Democratic Kampuchea
By early 1976 the Communist Party of Kampuchea hardliners grew tired of tolerating Sihanouk's antics, and placed him under house arrest. The existing government was quickly dismantled and Prince Sihanouk was removed as the nation's head of state. Cambodia became a Communist republic, and Khieu Samphan became the first president.
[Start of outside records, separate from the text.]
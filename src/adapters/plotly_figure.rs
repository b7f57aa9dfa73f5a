//! Translation of a [`ChartSpec`] into a Plotly figure (`data` + `layout`).
//!
//! Panels are stacked top to bottom on the paper, sharing one date axis. Each
//! panel gets its own `xN`/`yN` axis pair; only the bottom x axis carries tick
//! labels and the axis title.

use serde_json::{json, Map, Value};

use crate::domain::chart::{ChartSpec, Trace};
use crate::domain::layout::LegendPosition;

/// Paper fraction left between two stacked panels.
const PANEL_SPACING: f64 = 0.15;

fn axis_suffix(panel: usize) -> String {
    if panel == 0 {
        String::new()
    } else {
        (panel + 1).to_string()
    }
}

/// Vertical `[bottom, top]` domains for each panel, topmost first.
fn panel_domains(ratios: &[f64]) -> Vec<(f64, f64)> {
    let n = ratios.len();
    if n == 0 {
        return Vec::new();
    }
    let spacing = if n > 1 { PANEL_SPACING / (n - 1) as f64 } else { 0.0 };
    let usable = 1.0 - spacing * (n - 1) as f64;
    let total: f64 = ratios.iter().sum();

    let mut top = 1.0;
    ratios
        .iter()
        .map(|r| {
            let height = usable * r / total;
            let bottom = (top - height).max(0.0);
            let domain = (bottom, top);
            top = bottom - spacing;
            domain
        })
        .collect()
}

fn legend(position: LegendPosition) -> Option<Value> {
    let (x, y, xanchor, yanchor) = match position {
        LegendPosition::TopRight => (1.02, 1.0, "left", "top"),
        LegendPosition::TopLeft => (0.0, 1.0, "left", "top"),
        LegendPosition::BottomRight => (1.02, 0.0, "left", "bottom"),
        LegendPosition::BottomLeft => (0.0, 0.0, "left", "bottom"),
        LegendPosition::Hidden => return None,
    };
    Some(json!({ "x": x, "y": y, "xanchor": xanchor, "yanchor": yanchor }))
}

fn trace_json(trace: &Trace, xaxis: &str, yaxis: &str) -> Value {
    match trace {
        Trace::Candlestick(c) => json!({
            "type": "candlestick",
            "name": c.name,
            "x": c.dates,
            "open": c.open,
            "high": c.high,
            "low": c.low,
            "close": c.close,
            "increasing": { "line": { "color": c.up_color } },
            "decreasing": { "line": { "color": c.down_color } },
            "xaxis": xaxis,
            "yaxis": yaxis,
        }),
        // Undefined points serialize as null and show as gaps.
        Trace::Line(l) => json!({
            "type": "scatter",
            "mode": "lines",
            "name": l.name,
            "x": l.dates,
            "y": l.values,
            "line": { "color": l.color },
            "connectgaps": false,
            "hovertemplate": "%{y:.2f}",
            "xaxis": xaxis,
            "yaxis": yaxis,
        }),
        Trace::Bar(b) => json!({
            "type": "bar",
            "name": b.name,
            "x": b.dates,
            "y": b.values,
            "marker": { "color": b.color },
            "xaxis": xaxis,
            "yaxis": yaxis,
        }),
    }
}

/// Builds the full Plotly figure for `chart`.
pub fn figure(chart: &ChartSpec) -> Value {
    let policy = &chart.layout;
    let ratios: Vec<f64> = chart.panels.iter().map(|p| p.height_ratio).collect();
    let domains = panel_domains(&ratios);
    let bottom_axis = format!("x{}", axis_suffix(chart.panels.len().saturating_sub(1)));

    let mut data = Vec::new();
    let mut layout = Map::new();
    let mut annotations = Vec::new();

    for (i, (panel, (bottom, top))) in chart.panels.iter().zip(&domains).enumerate() {
        let suffix = axis_suffix(i);
        let x_ref = format!("x{suffix}");
        let y_ref = format!("y{suffix}");
        let is_bottom = i + 1 == chart.panels.len();

        data.extend(panel.traces.iter().map(|t| trace_json(t, &x_ref, &y_ref)));

        let mut xaxis = json!({
            "domain": [0.0, 1.0],
            "anchor": y_ref,
            "type": "date",
            "rangeslider": { "visible": policy.range_slider && i == 0 },
        });
        if is_bottom {
            xaxis["title"] = json!({ "text": chart.x_axis_title });
        } else {
            xaxis["matches"] = json!(bottom_axis);
            xaxis["showticklabels"] = json!(false);
        }
        layout.insert(format!("xaxis{suffix}"), xaxis);
        let hoverformat = if i == 0 { ".2f" } else { ",d" };
        layout.insert(
            format!("yaxis{suffix}"),
            json!({
                "domain": [bottom, top],
                "anchor": x_ref,
                "title": { "text": panel.y_axis_title },
                "hoverformat": hoverformat,
            }),
        );

        annotations.push(json!({
            "text": panel.title,
            "x": 0.5,
            "y": top,
            "xref": "paper",
            "yref": "paper",
            "xanchor": "center",
            "yanchor": "bottom",
            "showarrow": false,
        }));
    }

    layout.insert("title".into(), json!({ "text": chart.title }));
    layout.insert("height".into(), json!(policy.height));
    layout.insert("plot_bgcolor".into(), json!(policy.background_color));
    layout.insert(
        "margin".into(),
        json!({
            "l": policy.margin.left,
            "r": policy.margin.right,
            "b": policy.margin.bottom,
            "t": policy.margin.top,
            "pad": policy.margin.pad,
        }),
    );
    let legend = legend(policy.legend_position);
    layout.insert("showlegend".into(), json!(legend.is_some()));
    if let Some(legend) = legend {
        layout.insert("legend".into(), legend);
    }
    layout.insert("hovermode".into(), json!("x unified"));
    layout.insert("annotations".into(), Value::Array(annotations));

    json!({ "data": data, "layout": layout })
}

/// Serializes `value` for embedding inside an HTML `<script>` element.
pub fn to_script_json(value: &Value) -> Result<String, serde_json::Error> {
    Ok(serde_json::to_string(value)?.replace("</", "<\\/"))
}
On May 13, 1976 Pol Pot had been appointed Prime Minister of Cambodia, and began to implement sweeping socialist reforms to the nation. The US bombing had caused the countryside to be emptied, and the cities overcrowded (Phnom Penh's population increased by over 1 million immediately prior to 1976). Cambodia was on the verge of starvation by the time the Communist Party of Kampuchea gained power. To deal with this, the CPK evacuated citizens from the cities to the countryside where they were forced into communal farms. Property became communalized, and education was done at communal schools. Politicians and bureaucrats were killed, while Phnom Penh was turned into a ghost city, and many died of starvation, illnesses or execution. The casualty list from the civil war and the CPK consolidation of power is disputed. A figure of three million deaths between 1975 and 1979 was given by the Vietnamese-sponsored Phnom Penh regime, the PRK. Father Ponchaud suggested 2.3 million; the Yale Cambodian Genocide Project estimates 1.7 million; Amnesty International estimated 1.4 million ; and the United States Department of State, 1.2 million. Khieu Samphan and Pol Pot, who could be expected to give underestimations, cited figures of 1 million and 800,000, respectively.
Some believe that under Pol Pot's regime Cambodia was the country that came the closest to existing as a pure communalist state. Collective farms were implemented as the sole form of egalitarian, subsistence living, and the campaigns of killings were implemented as a way of eliminating the intellectual opposition of those who refused to participate in the system.
In late 1978, Vietnam invaded Cambodia. The Cambodian army was easily defeated, and Pol Pot fled to the Thai border. In January 1979, Vietnam installed a puppet government under Heng Samrin, composed of Khmer Rouge who had fled to Vietnam to avoid the purges. This was followed by widespread defections to the Vietnamese by Khmer Rouge officials in Eastern Cambodia, largely motivated by the fear that they would be accused of collaboration even if they did not defect. Pol Pot retained a sufficient following to keep fighting in a small area in the west of the country. At this point the PRC, which had earlier supported Pol Pot, attacked, creating a brief Sino-Vietnam War.
Pol Pot, an enemy of the Soviet Union, also gained support from Thailand and the US. In particular, the US and the PRC vetoed the allocation of Cambodia's United Nations General Assembly seat to a representative of Heng Samrin's government. Influenced by realpolitik the US directly and indirectly supported Pol Pot, who espoused radically revised variant of Maoism adapted to Khmer nationalism. Envisaging a perfectly egalitarian agrarianism, the Khmer Rouge favored a direct route to communism, thus bypassing the intermediate stage of socialism. Anti-modern and isolationist, Pol Pot was quite the opponent of Soviet orthodoxy. Because he was anti-Soviet, the United States, Thailand and People's Republic of China considered him preferable to the pro-Vietnamese government.
Aftermath
At times, the United States directly and indirectly supported Pol Pot and his hostility against the Soviet Union. The US attempted to foster an anti-Vietnamese alliance between Pol Pot, Sihanouk and the nationalist, Son San. In pursuit of this end, Pol Pot officially resigned in 1985, but continued as de facto CPK leader and dominant force within the alliance. Opponents of the CPK claimed that the CPK were sometimes acting in an inhumane manner in areas controlled by the alliance.
In 1989, Vietnam withdrew from Cambodia. Pol Pot refused to cooperate with the peace process, and kept fighting the new coalition government. The Khmer Rouge kept the government forces at bay until 1996, when the demoralised troops started deserting. Several important Khmer Rouge leaders also defected.
In 1997, Pol Pot executed his life-long right hand Son Sen for wanting to make a settlement with the government, but then he himself was arrested by Khmer Rouge military chief Ta Mok, and was sentenced to lifelong house arrest. In April of 1998, Ta Mok fled into the forest following a new government attack, and took Pol Pot with him. A few days later, on April 15, 1998, Pol Pot died, reportedly of a heart attack.